◆ **Exercise aim**:
Within the data that follows, set down exactly the lines from the one containing "pub const E0001: Self" through the one containing "pub const E_LEXER_UNEXPECTED_CHAR: Self", both ends included.
____ The records
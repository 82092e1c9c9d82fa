//! Error types for object file emission.

use thiserror::Error;

/// Error type for the object file writer.
#[derive(Debug, Error)]
pub enum ObjectError {
    /// A `Call`/`Jmp` target label was never emitted in the function it
    /// was referenced from.
    #[error("label '{0}' not found in function")]
    LabelNotFound(String),

    /// An addressing mode or operand combination the encoder has no
    /// lowering for.
    #[error("unencodable operand: {0}")]
    UnencodableOperand(String),

    /// The underlying `object` crate rejected a section/symbol/relocation.
    #[error("object writer error: {0}")]
    ObjectWrite(String),

    /// Writing the finished object file's bytes failed.
    #[error("failed to emit object file: {0}")]
    Emit(String),
}

pub type Result<T> = std::result::Result<T, ObjectError>;
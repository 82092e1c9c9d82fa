//! Diagnostic codes for categorizing compiler errors and warnings.
//!
//! This module provides the [`DiagnosticCode`] type for uniquely identifying
//! diagnostic messages, enabling users to look up documentation and suppress
//! specific warnings.
//!
//! # Examples
//!
//! ```
//! use flashcpp_util::diagnostic::DiagnosticCode;
//!
//! let code = DiagnosticCode::E0001;
//! assert_eq!(code.prefix(), "E");
//! assert_eq!(code.number(), 1);
//! assert_eq!(code.as_str(), "E0001");
//! ```

/// A unique code identifying a diagnostic message
///
/// Diagnostic codes follow the format `{prefix}{number}` where:
/// - `prefix` is typically "E" for errors or "W" for warnings
/// - `number` is a 4-digit number (padded with zeros)
///
/// This allows users to reference specific diagnostics in documentation
/// and suppression attributes.
///
/// # Examples
///
/// ```
/// use flashcpp_util::diagnostic::DiagnosticCode;
///
/// let code = DiagnosticCode::new("E", 1);
/// assert_eq!(code.as_str(), "E0001");
///
/// let warning = DiagnosticCode::W0001;
/// assert_eq!(warning.prefix(), "W");
/// ```
#[derive(Clone, Copy, PartialEq, Eq, Hash)]
pub struct DiagnosticCode {
    /// The prefix (e.g., "E" for error, "W" for warning)
    pub prefix: &'static str,
    /// The numeric identifier
    pub number: u32,
}

impl DiagnosticCode {
    /// Create a new diagnostic code
    ///
    /// # Arguments
    ///
    /// * `prefix` - The code prefix (typically "E" or "W")
    /// * `number` - The numeric identifier
    ///
    /// # Examples
    ///
    /// ```
    /// use flashcpp_util::diagnostic::DiagnosticCode;
    ///
    /// let code = DiagnosticCode::new("E", 1001);
    /// assert_eq!(code.prefix(), "E");
    /// assert_eq!(code.number(), 1001);
    /// ```
    #[inline]
    pub const fn new(prefix: &'static str, number: u32) -> Self {
        Self { prefix, number }
    }

    /// Get the prefix (e.g., "E" for error, "W" for warning)
    ///
    /// # Examples
    ///
    /// ```
    /// use flashcpp_util::diagnostic::DiagnosticCode;
    ///
    /// assert_eq!(DiagnosticCode::E0001.prefix(), "E");
    /// assert_eq!(DiagnosticCode::W0001.prefix(), "W");
    /// ```
    #[inline]
    pub const fn prefix(&self) -> &'static str {
        self.prefix
    }

    /// Get the numeric identifier
    ///
    /// # Examples
    ///
    /// ```
    /// use flashcpp_util::diagnostic::DiagnosticCode;
    ///
    /// assert_eq!(DiagnosticCode::E0001.number(), 1);
    /// assert_eq!(DiagnosticCode::W0001.number(), 1);
    /// ```
    #[inline]
    pub const fn number(&self) -> u32 {
        self.number
    }

    /// Get the full code string (e.g., "E0001", "W0001")
    ///
    /// # Examples
    ///
    /// ```
    /// use flashcpp_util::diagnostic::DiagnosticCode;
    ///
    /// assert_eq!(DiagnosticCode::E0001.as_str(), "E0001");
    /// assert_eq!(DiagnosticCode::W0001.as_str(), "W0001");
    /// ```
    pub fn as_str(&self) -> String {
        format!("{}{:04}", self.prefix, self.number)
    }

    // =========================================================================
    // PREDEFINED ERROR CODES (E0001-E9999)
    // =========================================================================

    /// E0001: Syntax error
    pub const E0001: Self = Self::new("E", 1);
    /// E0002: Type mismatch
    pub const E0002: Self = Self::new("E", 2);
    /// E0003: Undefined variable
    pub const E0003: Self = Self::new("E", 3);
    /// E0004: Undefined function
    pub const E0004: Self = Self::new("E", 4);
    /// E0005: Duplicate definition
    pub const E0005: Self = Self::new("E", 5);

    /// E1001: Lexer - Unexpected character
    pub const E_LEXER_UNEXPECTED_CHAR: Self = Self::new("E", 1001);
    /// E1002: Lexer - Unterminated string literal
    pub const E_LEXER_UNTERMINATED_STRING: Self = Self::new("E", 1002);
    /// E1003: Lexer - Invalid numeric literal
    pub const E_LEXER_INVALID_NUMBER: Self = Self::new("E", 1003);
    /// E1004: Lexer - Unknown token
    pub const E_LEXER_UNKNOWN_TOKEN: Self = Self::new("E", 1004);

    /// E2001: Parser - Unexpected token
    pub const E_PARSER_UNEXPECTED_TOKEN: Self = Self::new("E", 2001);
    /// E2002: Parser - Expected token
    pub const E_PARSER_EXPECTED_TOKEN: Self = Self::new("E", 2002);
    /// E2003: Parser - Unexpected end of file
    pub const E_PARSER_UNEXPECTED_EOF: Self = Self::new("E", 2003);
    /// E2004: Parser - Duplicate definition
    pub const E_PARSER_DUPLICATE_DEF: Self = Self::new("E", 2004);

    /// E3001: Semantic - Type mismatch
    pub const E_SEMANTIC_TYPE_MISMATCH: Self = Self::new("E", 3001);
    /// E3002: Semantic - Undefined variable
    pub const E_SEMANTIC_UNDEFINED_VAR: Self = Self::new("E", 3002);
    /// E3003: Semantic - Undefined function
    pub const E_SEMANTIC_UNDEFINED_FN: Self = Self::new("E", 3003);
    /// E3004: Semantic - Mutable binding required
    pub const E_SEMANTIC_MUT_REQUIRED: Self = Self::new("E", 3004);

    // =========================================================================
    // PREDEFINED WARNING CODES (W0001-W9999)
    // =========================================================================

    /// W0001: Unused variable
    pub const W0001: Self = Self::new("W", 1);
    /// W0002: Unused function
    pub const W0002: Self = Self::new("W", 2);
    /// W0003: Dead code
    pub const W0003: Self = Self::new("W", 3);

    /// W4001: Warning - Unused variable (legacy alias)
    pub const W_UNUSED_VARIABLE: Self = Self::new("W", 4001);
    /// W4002: Warning - Unused function (legacy alias)
    pub const W_UNUSED_FUNCTION: Self = Self::new("W", 4002);
    /// W4003: Warning - Dead code (legacy alias)
    pub const W_DEAD_CODE: Self = Self::new("W", 4003);
}

impl std::fmt::Debug for DiagnosticCode {
    fn fmt(&self, f: &mut std::fmt::Formatter<'_>) -> std::fmt::Result {
        write!(f, "DiagnosticCode({})", self.as_str())
    }
}

impl std::fmt::Display for DiagnosticCode {
    fn fmt(&self, f: &mut std::fmt::Formatter<'_>) -> std::fmt::Result {
        write!(f, "{}", self.as_str())
    }
}

// Standalone constant exports for convenience
pub const E0001: DiagnosticCode = DiagnosticCode::E0001;
pub const E0002: DiagnosticCode = DiagnosticCode::E0002;
pub const E0003: DiagnosticCode = DiagnosticCode::E0003;
pub const E0004: DiagnosticCode = DiagnosticCode::E0004;
pub const E0005: DiagnosticCode = DiagnosticCode::E0005;
pub const E_LEXER_UNEXPECTED_CHAR: DiagnosticCode = DiagnosticCode::E_LEXER_UNEXPECTED_CHAR;
pub const E_LEXER_UNTERMINATED_STRING: DiagnosticCode = DiagnosticCode::E_LEXER_UNTERMINATED_STRING;
pub const E_LEXER_INVALID_NUMBER: DiagnosticCode = DiagnosticCode::E_LEXER_INVALID_NUMBER;
pub const E_LEXER_UNKNOWN_TOKEN: DiagnosticCode = DiagnosticCode::E_LEXER_UNKNOWN_TOKEN;
pub const E_PARSER_UNEXPECTED_TOKEN: DiagnosticCode = DiagnosticCode::E_PARSER_UNEXPECTED_TOKEN;
pub const E_PARSER_EXPECTED_TOKEN: DiagnosticCode = DiagnosticCode::E_PARSER_EXPECTED_TOKEN;
pub const E_PARSER_UNEXPECTED_EOF: DiagnosticCode = DiagnosticCode::E_PARSER_UNEXPECTED_EOF;
pub const E_PARSER_DUPLICATE_DEF: DiagnosticCode = DiagnosticCode::E_PARSER_DUPLICATE_DEF;
pub const E_SEMANTIC_TYPE_MISMATCH: DiagnosticCode = DiagnosticCode::E_SEMANTIC_TYPE_MISMATCH;
pub const E_SEMANTIC_UNDEFINED_VAR: DiagnosticCode = DiagnosticCode::E_SEMANTIC_UNDEFINED_VAR;
pub const E_SEMANTIC_UNDEFINED_FN: DiagnosticCode = DiagnosticCode::E_SEMANTIC_UNDEFINED_FN;
pub const E_SEMANTIC_MUT_REQUIRED: DiagnosticCode = DiagnosticCode::E_SEMANTIC_MUT_REQUIRED;
pub const W0001: DiagnosticCode = DiagnosticCode::W0001;
pub const W0002: DiagnosticCode = DiagnosticCode::W0002;
pub const W0003: DiagnosticCode = DiagnosticCode::W0003;
pub const W_UNUSED_VARIABLE: DiagnosticCode = DiagnosticCode::W_UNUSED_VARIABLE;
pub const W_UNUSED_FUNCTION: DiagnosticCode = DiagnosticCode::W_UNUSED_FUNCTION;
pub const W_DEAD_CODE: DiagnosticCode = DiagnosticCode::W_DEAD_CODE;

#[cfg(test)]
mod tests {
    use super::*;

    #[test]
    fn test_new_code() {
        let code = DiagnosticCode::new("E", 1001);
        assert_eq!(code.prefix(), "E");
        assert_eq!(code.number(), 1001);
    }

    #[test]
    fn test_as_str() {
        let code = DiagnosticCode::new("E", 1);
        assert_eq!(code.as_str(), "E0001");

        let code = DiagnosticCode::new("W", 1);
        assert_eq!(code.as_str(), "W0001");

        let code = DiagnosticCode::new("E", 1001);
        assert_eq!(code.as_str(), "E1001");
    }

    #[test]
    fn test_display() {
        let code = DiagnosticCode::new("E", 1001);
        assert_eq!(format!("{}", code), "E1001");
    }

    #[test]
    fn test_debug() {
        let code = DiagnosticCode::new("E", 1001);
        assert_eq!(format!("{:?}", code), "DiagnosticCode(E1001)");
    }

    #[test]
    fn test_predefined_error_codes() {
        assert_eq!(DiagnosticCode::E0001.prefix(), "E");
        assert_eq!(DiagnosticCode::E0001.number(), 1);
        assert_eq!(DiagnosticCode::E0001.as_str(), "E0001");

        assert_eq!(DiagnosticCode::E0002.prefix(), "E");
        assert_eq!(DiagnosticCode::E0002.number(), 2);
    }

    #[test]
    fn test_predefined_warning_codes() {
        assert_eq!(DiagnosticCode::W0001.prefix(), "W");
        assert_eq!(DiagnosticCode::W0001.number(), 1);
        assert_eq!(DiagnosticCode::W0001.as_str(), "W0001");
    }

    #[test]
    fn test_legacy_codes() {
        assert_eq!(DiagnosticCode::W_UNUSED_VARIABLE.prefix(), "W");
        assert_eq!(DiagnosticCode::W_UNUSED_VARIABLE.number(), 4001);

        assert_eq!(DiagnosticCode::E_LEXER_UNEXPECTED_CHAR.prefix(), "E");
        assert_eq!(DiagnosticCode::E_LEXER_UNEXPECTED_CHAR.number(), 1001);
    }

    #[test]
    fn test_code_equality() {
        let code1 = DiagnosticCode::new("E", 1001);
        let code2 = DiagnosticCode::new("E", 1001);
        let code3 = DiagnosticCode::new("E", 1002);

        assert_eq!(code1, code2);
        assert_ne!(code1, code3);
    }

    #[test]
    fn test_const_codes() {
        // Verify const codes work correctly
        const CODE: DiagnosticCode = DiagnosticCode::E0001;
        assert_eq!(CODE.prefix(), "E");
        assert_eq!(CODE.number(), 1);
    }
}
________
◆ **Result for this exercise**:
    pub const E0001: Self = Self::new("E", 1);
    /// E0002: Type mismatch
    pub const E0002: Self = Self::new("E", 2);
    /// E0003: Undefined variable
    pub const E0003: Self = Self::new("E", 3);
    /// E0004: Undefined function
    pub const E0004: Self = Self::new("E", 4);
    /// E0005: Duplicate definition
    pub const E0005: Self = Self::new("E", 5);

    /// E1001: Lexer - Unexpected character
    pub const E_LEXER_UNEXPECTED_CHAR: Self = Self::new("E", 1001);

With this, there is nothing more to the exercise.